If the field is empty, WordPress does not generate anything by default.
Search engines can use alt text to better understand image context, but this remains secondary.
Alt text is written for users first, not for algorithms.
Images without alt text
In the WordPress UI
Manual workflow breaks
Accessibility first, SEO second
Alt text exists to make content usable without images.
This includes visually impaired users, but also situations where images fail to load or are blocked.
From an SEO perspective, alt text helps search engines understand what an image represents.
It does not replace content, links, or structure.
Focusing only on keywords usually leads to poor alt text: repetitive, vague, or misleading.
Clear descriptions are more useful than optimized phrases.
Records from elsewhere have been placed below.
//! TOML-based pipeline configuration.

use std::collections::HashSet;
use std::fs;
use std::path::Path;

use serde::{Deserialize, Serialize};
use thiserror::Error;

use crate::series::CapacityVariant;

/// Top-level pipeline configuration parsed from TOML.
///
/// All fields have defaults matching an Enedis half-hourly load curve export
/// and a PVGIS `seriescalc` JSON response. Load from TOML with
/// [`PipelineConfig::from_toml_file`] or use [`PipelineConfig::default`].
#[derive(Debug, Clone, Default, Deserialize, Serialize)]
#[serde(deny_unknown_fields)]
pub struct PipelineConfig {
    /// Consumption input layout and sampling.
    #[serde(default)]
    pub consumption: ConsumptionConfig,
    /// Production input layout.
    #[serde(default)]
    pub production: ProductionConfig,
    /// Installed capacities to derive from the 1 kWc baseline.
    #[serde(default)]
    pub capacity: CapacityConfig,
    /// Export formatting.
    #[serde(default)]
    pub output: OutputConfig,
}

/// How the UTC offset carried by consumption timestamps is applied before
/// hourly bucketing.
#[derive(Debug, Clone, Copy, PartialEq, Eq, Default, Deserialize, Serialize)]
#[serde(rename_all = "lowercase")]
pub enum TimezonePolicy {
    /// Convert to UTC, the time base of PVGIS hourly series.
    #[default]
    Utc,
    /// Keep the local wall-clock reading and discard the offset.
    Local,
}

/// Consumption CSV layout and sampling interval.
#[derive(Debug, Clone, Deserialize, Serialize)]
#[serde(default, deny_unknown_fields)]
pub struct ConsumptionConfig {
    /// Zero-based line index of the header row; earlier lines are metadata.
    pub header_row: usize,
    /// Field delimiter (single ASCII character).
    pub delimiter: char,
    /// Name of the timestamp column.
    pub timestamp_column: String,
    /// Name of the reading column.
    pub value_column: String,
    /// Sampling interval in minutes (must divide 60).
    pub interval_minutes: u32,
    /// UTC offset handling.
    pub timezone: TimezonePolicy,
}

impl Default for ConsumptionConfig {
    fn default() -> Self {
        Self {
            header_row: 2,
            delimiter: ';',
            timestamp_column: "Horodate".to_string(),
            value_column: "Valeur".to_string(),
            interval_minutes: 30,
            timezone: TimezonePolicy::Utc,
        }
    }
}

impl ConsumptionConfig {
    /// Nominal number of readings per hour, `60 / interval_minutes`.
    ///
    /// Only meaningful on a validated configuration.
    pub fn samples_per_hour(&self) -> u32 {
        60 / self.interval_minutes.max(1)
    }
}

/// Production (PVGIS hourly) column names.
#[derive(Debug, Clone, Deserialize, Serialize)]
#[serde(default, deny_unknown_fields)]
pub struct ProductionConfig {
    /// Hourly timestamp field (`YYYYMMDD:HHMM`).
    pub timestamp_column: String,
    /// Power field, watts for a 1 kWc installation.
    pub power_column: String,
}

impl Default for ProductionConfig {
    fn default() -> Self {
        Self {
            timestamp_column: "time".to_string(),
            power_column: "P".to_string(),
        }
    }
}

/// Requested capacity multipliers.
#[derive(Debug, Clone, Deserialize, Serialize)]
#[serde(default, deny_unknown_fields)]
pub struct CapacityConfig {
    /// Installed capacities in kWc (multipliers of the 1 kWc baseline).
    pub multipliers: Vec<f64>,
}

impl Default for CapacityConfig {
    fn default() -> Self {
        Self {
            multipliers: vec![1.0, 3.0, 6.0, 9.0],
        }
    }
}

impl CapacityConfig {
    /// Named variants in configuration order.
    pub fn variants(&self) -> Vec<CapacityVariant> {
        self.multipliers
            .iter()
            .copied()
            .map(CapacityVariant::new)
            .collect()
    }
}

/// Export formatting.
#[derive(Debug, Clone, Deserialize, Serialize)]
#[serde(default, deny_unknown_fields)]
pub struct OutputConfig {
    /// Fractional digits written for every numeric CSV cell.
    pub decimals: usize,
}

impl Default for OutputConfig {
    fn default() -> Self {
        Self { decimals: 4 }
    }
}

/// Configuration error with field path and constraint description.
#[derive(Debug, Clone, Error)]
#[error("config error: {field}: {message}")]
pub struct ConfigError {
    /// Dotted field path (e.g., `"consumption.interval_minutes"`).
    pub field: String,
    /// Human-readable constraint description.
    pub message: String,
}

impl ConfigError {
    fn new(field: impl Into<String>, message: impl Into<String>) -> Self {
        Self {
            field: field.into(),
            message: message.into(),
        }
    }
}

impl PipelineConfig {
    /// Parses a configuration from a TOML file.
    ///
    /// # Errors
    ///
    /// Returns a `ConfigError` if the file cannot be read or the TOML is invalid.
    pub fn from_toml_file(path: &Path) -> Result<Self, ConfigError> {
        let content = fs::read_to_string(path).map_err(|e| {
            ConfigError::new("config", format!("cannot read \"{}\": {e}", path.display()))
        })?;
        Self::from_toml_str(&content)
    }

    /// Parses a configuration from a TOML string.
    ///
    /// # Errors
    ///
    /// Returns a `ConfigError` if the TOML is invalid or contains unknown fields.
    pub fn from_toml_str(s: &str) -> Result<Self, ConfigError> {
        toml::from_str(s).map_err(|e| ConfigError::new("toml", e.to_string()))
    }

    /// Validates all fields and returns a list of errors.
    ///
    /// Returns an empty vector if configuration is valid.
    pub fn validate(&self) -> Vec<ConfigError> {
        let mut errors = Vec::new();
        let c = &self.consumption;

        if c.interval_minutes == 0 || c.interval_minutes > 60 || 60 % c.interval_minutes != 0 {
            errors.push(ConfigError::new(
                "consumption.interval_minutes",
                format!("must divide 60, got {}", c.interval_minutes),
            ));
        }
        if !c.delimiter.is_ascii() {
            errors.push(ConfigError::new(
                "consumption.delimiter",
                "must be a single ASCII character",
            ));
        }
        if c.timestamp_column.trim().is_empty() {
            errors.push(ConfigError::new(
                "consumption.timestamp_column",
                "must not be empty",
            ));
        }
        if c.value_column.trim().is_empty() {
            errors.push(ConfigError::new("consumption.value_column", "must not be empty"));
        }

        let p = &self.production;
        if p.timestamp_column.trim().is_empty() {
            errors.push(ConfigError::new(
                "production.timestamp_column",
                "must not be empty",
            ));
        }
        if p.power_column.trim().is_empty() {
            errors.push(ConfigError::new("production.power_column", "must not be empty"));
        }

        let mut seen = HashSet::new();
        for (i, k) in self.capacity.multipliers.iter().enumerate() {
            if !k.is_finite() || *k < 0.0 {
                errors.push(ConfigError::new(
                    format!("capacity.multipliers[{i}]"),
                    format!("must be finite and >= 0, got {k}"),
                ));
                continue;
            }
            let name = CapacityVariant::new(*k).name;
            if !seen.insert(name.clone()) {
                errors.push(ConfigError::new(
                    format!("capacity.multipliers[{i}]"),
                    format!("duplicate capacity column \"{name}\""),
                ));
            }
        }

        if self.output.decimals > 12 {
            errors.push(ConfigError::new("output.decimals", "must be <= 12"));
        }

        errors
    }

    /// Returns the first validation error, if any.
    ///
    /// # Errors
    ///
    /// Returns the first `ConfigError` reported by [`PipelineConfig::validate`].
    pub fn ensure_valid(&self) -> Result<(), ConfigError> {
        match self.validate().into_iter().next() {
            Some(e) => Err(e),
            None => Ok(()),
        }
    }
}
Adding alt text manually in WordPress
WordPress includes native tools to manage alt text.
They work well for simple workflows and small content volumes.
When uploading an image
WordPress shows the “Alt Text” field as soon as an image is uploaded.
This is the simplest and most reliable moment to add a description.
Editing alt text later in the Media Library
Alt text can be edited later from the Media Library.
This works for small updates, but becomes repetitive at scale.
Manual alt text management does not scale.
Time and consistency become the main constraints.
When editing a page or post, image blocks expose an alt text field in the sidebar.
This method is useful for content-specific adjustments.
However, it does not help manage images reused across multiple pages or already published content.
Alt text edited in context is precise, but hard to maintain globally.
Most WordPress sites do not start with a clean media library.
Images are added over time.
Some come from imports, migrations, or page builders.
Alt text is often missing, duplicated, or copied directly from file names.
At this stage, manual management becomes repetitive and error-prone.
Not because WordPress is limited, but because the volume increases.
Automation is not about perfection.
It is about consistency.
When a site contains many images, automation can:
- generate missing alt text using clear rules
- normalize formatting
- clean existing metadata
- process large media libraries in bulk
Automation does not understand image meaning.
It simply reduces repetitive work.


Filikod as a practical option
Filikod is a free WordPress plugin focused on media hygiene.
For alt text, it generates descriptions from file names when alt fields are empty, both on upload and across existing images.
It applies the same logic consistently without interpreting image content.
It does not replace editorial decisions.
It provides a baseline that can be adjusted when necessary.
Using such a tool remains optional, depending on how much manual control you want to keep.
Writing useful alt text
Good alt text focuses on clarity.
Describe the image, not the keyword
Alt text should explain what the image shows in context.
Keywords should appear only if they make sense naturally.
Keep it short and contextual
Short descriptions are more effective than long sentences.
The goal is understanding, not exhaustiveness.
When to leave alt text empty
Decorative images that do not convey information should use empty alt attributes.
This avoids unnecessary noise for assistive technologies.

Final thoughts
Adding alt text in WordPress is straightforward.
Maintaining it consistently is the real challenge.
Manual workflows work well for small projects and disciplined teams.
Automation helps when scale makes manual management unrealistic.
The goal is not to optimize everything.
The goal is to keep images understandable, accessible, and clean over time.